Technical Feature: BIM
17th February, 2016
David Bampton, Eurobond Technical Services Lead, looks at the challenges facing the construction industry as the BIM Level 2 deadline approaches.
BIM will soon be required on all Government projects; how ready do you think the industry is ahead of the 2016 deadline?
I do applaud the fact that there is a current line in the sand
as it shows a willingness and a commitment by the government to
adopt BIM and the obvious benefits that brings. Speaking purely
from my own personal experience, I think that different parts of
the industry are at different stages.
Architects and suppliers seem to have taken to BIM quite well, as the benefits to them are quite tangible. Where the lag may be more apparent could be M&E engineers, and sub-contractors. Of course there are exceptions to the rule, I know architects who still draw with a set of Rotrings, and I know sub-contractors fully suited in Tekla, but as far as I've noticed, that seems to be the trend.
Contractors and architects large enough to pick up publically funded projects will certainly be ready. Companies like Boyes Rees Architects and Interserve PLC have been producing hospitals and schools whilst utilising BIM for years already. You can bet that as soon as companies who start losing tenders because they aren't 'BIM ready', they'll soon catch up.
Do you think adopting BIM is more a cultural than technology challenge?
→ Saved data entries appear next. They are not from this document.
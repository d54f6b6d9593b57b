//! `schemasync compare SOURCE TARGET`

use std::path::PathBuf;

use clap::Args;
use schemasync_core::errors::{ExError, SnapshotSide};
use schemasync_core::logging_facility::run_span;
use schemasync_core_types::RunContext;
use schemasync_engine::compare;
use tracing::Instrument;

use crate::commands::FilterArgs;
use crate::endpoint::{on_side, Endpoint};
use crate::output::{render_comparison, OutputFormat};

#[derive(Debug, Args)]
pub struct CompareArgs {
    /// Desired schema: a .yaml/.yml/.json snapshot file or a schema directory
    pub source: PathBuf,

    /// Current schema: a snapshot file or a schema directory
    pub target: PathBuf,

    #[command(flatten)]
    pub filter: FilterArgs,

    #[arg(long, value_enum, default_value_t = OutputFormat::Text)]
    pub format: OutputFormat,
}

pub async fn execute(args: CompareArgs, ctx: &RunContext) -> anyhow::Result<()> {
    let source = Endpoint::open(&args.source)
        .await
        .map_err(on_side(SnapshotSide::Source))?;
    let target = Endpoint::open(&args.target)
        .await
        .map_err(on_side(SnapshotSide::Target))?;

    let comparison = compare(source.provider(), target.provider())
        .instrument(run_span(ctx))
        .await
        .map_err(ExError::from)?;
    let selected = args.filter.selection().apply(&comparison.differences);

    print!("{}", render_comparison(&comparison, &selected, args.format)?);
    Ok(())
}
Unfortunately I think it's both. Although BIM is not actually
linked to the software you use, it will surely be the norm; if you
haven't got the software to work collaboratively, you may be out of
One aspect of the industry that I have been enjoying seems to be the BIM camaraderie it has created in the market. Everyone seems willing to talk about BIM, to educate one another and share information. I've had countless discussions with other BIM content creators and users about best practice, general advice and the usual "how's the BIM going?". From industry leaders down to novices, everyone seems very open to sharing information and knowledge, even between rival suppliers! The excellent work being done by the BIM Task Group and organisations such as Excitech running seminars and webinars are also helping to prepare the industry for the launch.
In your opinion what are the main benefits of BIM for the building product manufacturer?
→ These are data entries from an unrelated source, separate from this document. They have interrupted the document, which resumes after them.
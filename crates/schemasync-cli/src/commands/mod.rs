//! Subcommand implementations

pub mod compare;
pub mod export;
pub mod sync;

use clap::{Args, ValueEnum};
use schemasync_core::diff::DifferenceKind;
use schemasync_core::model::ObjectKind;
use schemasync_engine::Selection;

/// Kind of change, as named on the command line
#[derive(Debug, Clone, Copy, PartialEq, Eq, ValueEnum)]
pub enum ChangeArg {
    Create,
    Alter,
    Delete,
}

impl From<ChangeArg> for DifferenceKind {
    fn from(change: ChangeArg) -> Self {
        match change {
            ChangeArg::Create => DifferenceKind::OnlyInSource,
            ChangeArg::Alter => DifferenceKind::Modified,
            ChangeArg::Delete => DifferenceKind::OnlyInTarget,
        }
    }
}

/// Narrow the differences a command works on
#[derive(Debug, Clone, Default, Args)]
pub struct FilterArgs {
    /// Only these object names (repeatable or comma-separated)
    #[arg(long, value_delimiter = ',')]
    pub only: Vec<String>,

    /// Only these object kinds: table, function
    #[arg(long, value_delimiter = ',')]
    pub kind: Vec<ObjectKind>,

    /// Only these changes: create, alter, delete
    #[arg(long, value_enum, value_delimiter = ',')]
    pub change: Vec<ChangeArg>,
}

impl FilterArgs {
    pub fn selection(&self) -> Selection {
        Selection::all()
            .with_names(self.only.iter().cloned())
            .with_object_kinds(self.kind.clone())
            .with_difference_kinds(self.change.iter().copied().map(Into::into).collect())
    }
}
For manufacturers and suppliers such as us, I would say the key thing would be early integration and contact with a project. With BIM objects being company specific - especially when you start looking at BIM Level 2 - once the architect has used your BIM object on his model, it's as good as being in the specification. In some ways it's the new form of NBS, but with a tendency to lock the specification a bit more, as the inevitable "or equally approved" would cause a lot of extra work for someone if the model was changed further down the line.
How can users access the Eurobond BIM library?
All of our BIM objects are freely available to download from the Eurobond website.